Source data:

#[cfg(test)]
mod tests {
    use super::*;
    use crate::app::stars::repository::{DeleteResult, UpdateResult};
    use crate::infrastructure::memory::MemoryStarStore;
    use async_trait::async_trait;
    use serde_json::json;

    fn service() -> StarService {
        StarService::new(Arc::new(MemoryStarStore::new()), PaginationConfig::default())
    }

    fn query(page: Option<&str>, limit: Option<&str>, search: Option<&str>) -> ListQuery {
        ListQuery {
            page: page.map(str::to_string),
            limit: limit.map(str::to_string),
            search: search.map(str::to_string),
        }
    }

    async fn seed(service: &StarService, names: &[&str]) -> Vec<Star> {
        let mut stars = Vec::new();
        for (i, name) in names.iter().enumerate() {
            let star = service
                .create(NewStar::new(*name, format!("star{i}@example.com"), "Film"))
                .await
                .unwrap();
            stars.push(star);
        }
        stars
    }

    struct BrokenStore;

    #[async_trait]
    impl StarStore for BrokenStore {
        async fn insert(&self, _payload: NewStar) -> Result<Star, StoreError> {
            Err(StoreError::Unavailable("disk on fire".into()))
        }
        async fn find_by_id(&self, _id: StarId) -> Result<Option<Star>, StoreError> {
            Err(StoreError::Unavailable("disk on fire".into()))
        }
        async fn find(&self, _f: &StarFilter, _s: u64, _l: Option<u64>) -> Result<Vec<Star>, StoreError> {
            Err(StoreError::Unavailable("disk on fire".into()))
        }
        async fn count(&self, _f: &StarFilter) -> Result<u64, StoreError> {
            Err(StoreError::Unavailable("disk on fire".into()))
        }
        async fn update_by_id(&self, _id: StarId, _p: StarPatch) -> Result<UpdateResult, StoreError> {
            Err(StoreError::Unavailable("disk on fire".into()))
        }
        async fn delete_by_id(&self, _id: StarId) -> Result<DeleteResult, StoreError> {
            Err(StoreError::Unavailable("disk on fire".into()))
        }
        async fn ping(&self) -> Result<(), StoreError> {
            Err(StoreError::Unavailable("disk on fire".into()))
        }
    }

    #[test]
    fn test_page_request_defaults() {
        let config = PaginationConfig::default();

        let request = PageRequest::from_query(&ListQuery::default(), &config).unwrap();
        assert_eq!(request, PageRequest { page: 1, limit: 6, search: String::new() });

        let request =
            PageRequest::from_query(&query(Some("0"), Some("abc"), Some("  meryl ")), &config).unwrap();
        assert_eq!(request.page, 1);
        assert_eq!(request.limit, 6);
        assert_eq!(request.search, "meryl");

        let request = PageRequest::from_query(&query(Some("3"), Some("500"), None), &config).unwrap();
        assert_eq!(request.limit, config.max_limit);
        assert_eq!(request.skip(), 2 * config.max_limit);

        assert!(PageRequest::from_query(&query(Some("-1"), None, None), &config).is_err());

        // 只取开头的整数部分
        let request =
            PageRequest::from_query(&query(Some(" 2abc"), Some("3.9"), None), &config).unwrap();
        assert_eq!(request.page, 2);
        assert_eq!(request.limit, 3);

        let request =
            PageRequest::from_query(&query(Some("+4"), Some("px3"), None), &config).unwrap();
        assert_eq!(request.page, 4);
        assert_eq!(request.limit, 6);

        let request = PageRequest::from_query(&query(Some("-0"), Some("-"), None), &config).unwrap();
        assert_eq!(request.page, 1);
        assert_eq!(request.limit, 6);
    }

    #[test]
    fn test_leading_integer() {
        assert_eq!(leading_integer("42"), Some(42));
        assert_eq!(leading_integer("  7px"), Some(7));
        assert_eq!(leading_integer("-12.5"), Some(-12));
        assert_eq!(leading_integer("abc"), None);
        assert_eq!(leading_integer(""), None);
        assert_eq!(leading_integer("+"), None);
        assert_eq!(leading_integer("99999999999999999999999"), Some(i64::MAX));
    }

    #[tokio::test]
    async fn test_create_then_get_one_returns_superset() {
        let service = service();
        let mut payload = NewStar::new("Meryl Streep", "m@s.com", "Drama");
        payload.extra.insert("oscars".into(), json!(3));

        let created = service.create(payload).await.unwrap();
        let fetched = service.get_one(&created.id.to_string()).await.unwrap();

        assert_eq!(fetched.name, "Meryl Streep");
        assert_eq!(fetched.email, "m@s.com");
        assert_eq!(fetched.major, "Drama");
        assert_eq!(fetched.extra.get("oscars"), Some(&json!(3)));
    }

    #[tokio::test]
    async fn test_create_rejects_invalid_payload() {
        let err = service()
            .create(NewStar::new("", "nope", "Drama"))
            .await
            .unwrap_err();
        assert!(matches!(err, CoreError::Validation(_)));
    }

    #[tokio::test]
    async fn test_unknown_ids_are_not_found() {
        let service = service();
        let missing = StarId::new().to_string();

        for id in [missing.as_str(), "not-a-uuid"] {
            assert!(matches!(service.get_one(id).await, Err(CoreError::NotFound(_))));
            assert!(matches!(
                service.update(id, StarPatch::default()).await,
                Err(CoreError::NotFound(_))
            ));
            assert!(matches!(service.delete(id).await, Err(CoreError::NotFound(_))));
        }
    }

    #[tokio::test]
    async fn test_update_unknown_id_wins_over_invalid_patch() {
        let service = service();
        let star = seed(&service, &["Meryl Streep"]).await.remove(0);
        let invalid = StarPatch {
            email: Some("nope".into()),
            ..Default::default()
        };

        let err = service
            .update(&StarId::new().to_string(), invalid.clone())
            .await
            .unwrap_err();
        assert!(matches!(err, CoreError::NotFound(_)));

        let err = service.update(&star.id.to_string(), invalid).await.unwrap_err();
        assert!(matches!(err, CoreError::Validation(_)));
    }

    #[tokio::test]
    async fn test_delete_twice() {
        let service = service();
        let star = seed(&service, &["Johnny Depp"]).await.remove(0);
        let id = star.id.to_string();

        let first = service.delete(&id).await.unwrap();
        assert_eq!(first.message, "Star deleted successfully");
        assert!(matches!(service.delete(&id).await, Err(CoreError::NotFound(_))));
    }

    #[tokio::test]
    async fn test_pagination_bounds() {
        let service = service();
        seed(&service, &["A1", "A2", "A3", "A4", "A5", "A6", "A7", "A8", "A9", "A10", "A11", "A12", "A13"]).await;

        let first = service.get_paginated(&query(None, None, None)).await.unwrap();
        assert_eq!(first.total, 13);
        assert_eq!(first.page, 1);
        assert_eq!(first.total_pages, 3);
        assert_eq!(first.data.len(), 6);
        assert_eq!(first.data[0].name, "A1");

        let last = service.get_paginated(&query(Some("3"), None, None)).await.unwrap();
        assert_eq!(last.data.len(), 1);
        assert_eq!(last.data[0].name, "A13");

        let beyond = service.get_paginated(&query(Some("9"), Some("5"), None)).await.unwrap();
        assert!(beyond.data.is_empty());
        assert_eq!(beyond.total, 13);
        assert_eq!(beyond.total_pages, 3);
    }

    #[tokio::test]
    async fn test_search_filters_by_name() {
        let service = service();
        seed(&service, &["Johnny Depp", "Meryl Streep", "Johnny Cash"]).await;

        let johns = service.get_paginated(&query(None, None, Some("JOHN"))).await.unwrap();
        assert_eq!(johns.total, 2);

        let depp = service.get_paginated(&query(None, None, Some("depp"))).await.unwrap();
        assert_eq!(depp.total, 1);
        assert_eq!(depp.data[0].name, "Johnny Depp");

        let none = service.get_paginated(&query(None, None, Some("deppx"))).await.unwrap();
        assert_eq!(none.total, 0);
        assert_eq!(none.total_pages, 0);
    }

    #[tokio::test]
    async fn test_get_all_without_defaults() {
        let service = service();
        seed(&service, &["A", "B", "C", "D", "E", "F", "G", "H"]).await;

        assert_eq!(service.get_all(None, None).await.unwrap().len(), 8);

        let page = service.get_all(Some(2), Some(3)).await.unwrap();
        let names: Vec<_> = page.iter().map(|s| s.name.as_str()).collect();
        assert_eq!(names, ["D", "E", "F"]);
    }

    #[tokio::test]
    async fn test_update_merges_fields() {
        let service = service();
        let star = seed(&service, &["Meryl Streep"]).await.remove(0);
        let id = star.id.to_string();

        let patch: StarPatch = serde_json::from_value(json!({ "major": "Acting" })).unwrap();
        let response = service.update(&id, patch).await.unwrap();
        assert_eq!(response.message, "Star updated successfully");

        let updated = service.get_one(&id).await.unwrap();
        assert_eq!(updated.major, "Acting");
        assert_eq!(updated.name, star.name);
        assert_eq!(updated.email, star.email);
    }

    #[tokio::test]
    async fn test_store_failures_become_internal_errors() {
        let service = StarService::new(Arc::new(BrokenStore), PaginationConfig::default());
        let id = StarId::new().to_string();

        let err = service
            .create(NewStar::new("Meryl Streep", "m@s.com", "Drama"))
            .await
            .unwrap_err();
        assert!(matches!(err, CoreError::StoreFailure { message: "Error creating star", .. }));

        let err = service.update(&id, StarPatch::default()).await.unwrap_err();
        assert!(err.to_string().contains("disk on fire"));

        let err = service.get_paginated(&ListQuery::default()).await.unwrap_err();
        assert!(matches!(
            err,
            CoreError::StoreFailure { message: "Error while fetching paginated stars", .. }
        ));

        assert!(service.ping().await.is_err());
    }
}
---
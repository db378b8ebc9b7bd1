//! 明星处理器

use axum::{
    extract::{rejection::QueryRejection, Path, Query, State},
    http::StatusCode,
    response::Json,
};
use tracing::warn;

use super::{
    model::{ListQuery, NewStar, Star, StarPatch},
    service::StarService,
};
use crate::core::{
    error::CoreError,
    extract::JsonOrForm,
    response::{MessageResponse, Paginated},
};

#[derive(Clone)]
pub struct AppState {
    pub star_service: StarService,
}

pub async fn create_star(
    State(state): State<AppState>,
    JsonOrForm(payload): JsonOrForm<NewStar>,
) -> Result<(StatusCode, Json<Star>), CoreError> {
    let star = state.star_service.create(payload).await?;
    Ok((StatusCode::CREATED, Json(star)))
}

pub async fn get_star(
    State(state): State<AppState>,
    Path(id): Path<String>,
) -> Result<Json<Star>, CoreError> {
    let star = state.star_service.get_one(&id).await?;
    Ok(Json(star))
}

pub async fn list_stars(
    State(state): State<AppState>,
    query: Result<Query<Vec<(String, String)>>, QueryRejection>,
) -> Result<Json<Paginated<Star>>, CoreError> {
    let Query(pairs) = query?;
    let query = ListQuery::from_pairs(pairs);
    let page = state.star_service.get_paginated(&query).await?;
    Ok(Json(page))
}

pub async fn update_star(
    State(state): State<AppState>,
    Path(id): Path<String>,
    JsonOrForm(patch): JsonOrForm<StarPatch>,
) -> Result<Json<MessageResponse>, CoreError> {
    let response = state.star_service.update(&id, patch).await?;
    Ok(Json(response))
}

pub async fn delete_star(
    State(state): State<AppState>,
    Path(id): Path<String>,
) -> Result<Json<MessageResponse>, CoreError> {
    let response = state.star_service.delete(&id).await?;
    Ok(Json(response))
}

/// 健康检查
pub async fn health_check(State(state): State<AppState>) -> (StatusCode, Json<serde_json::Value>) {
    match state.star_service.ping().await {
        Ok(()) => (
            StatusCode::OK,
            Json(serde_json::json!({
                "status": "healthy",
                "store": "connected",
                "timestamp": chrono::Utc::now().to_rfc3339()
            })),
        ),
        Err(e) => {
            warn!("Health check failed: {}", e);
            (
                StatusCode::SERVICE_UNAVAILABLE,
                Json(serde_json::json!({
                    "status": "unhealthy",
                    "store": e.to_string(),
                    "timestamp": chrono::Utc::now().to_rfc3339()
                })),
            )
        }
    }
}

What you have to do: Reproduce exactly the stretch of the material above that starts at the line with "#[cfg(test)]" and ends at the line with "fn service() ->", both included, and nothing else.

Final answer:
#[cfg(test)]
mod tests {
    use super::*;
    use crate::app::stars::repository::{DeleteResult, UpdateResult};
    use crate::infrastructure::memory::MemoryStarStore;
    use async_trait::async_trait;
    use serde_json::json;

    fn service() -> StarService {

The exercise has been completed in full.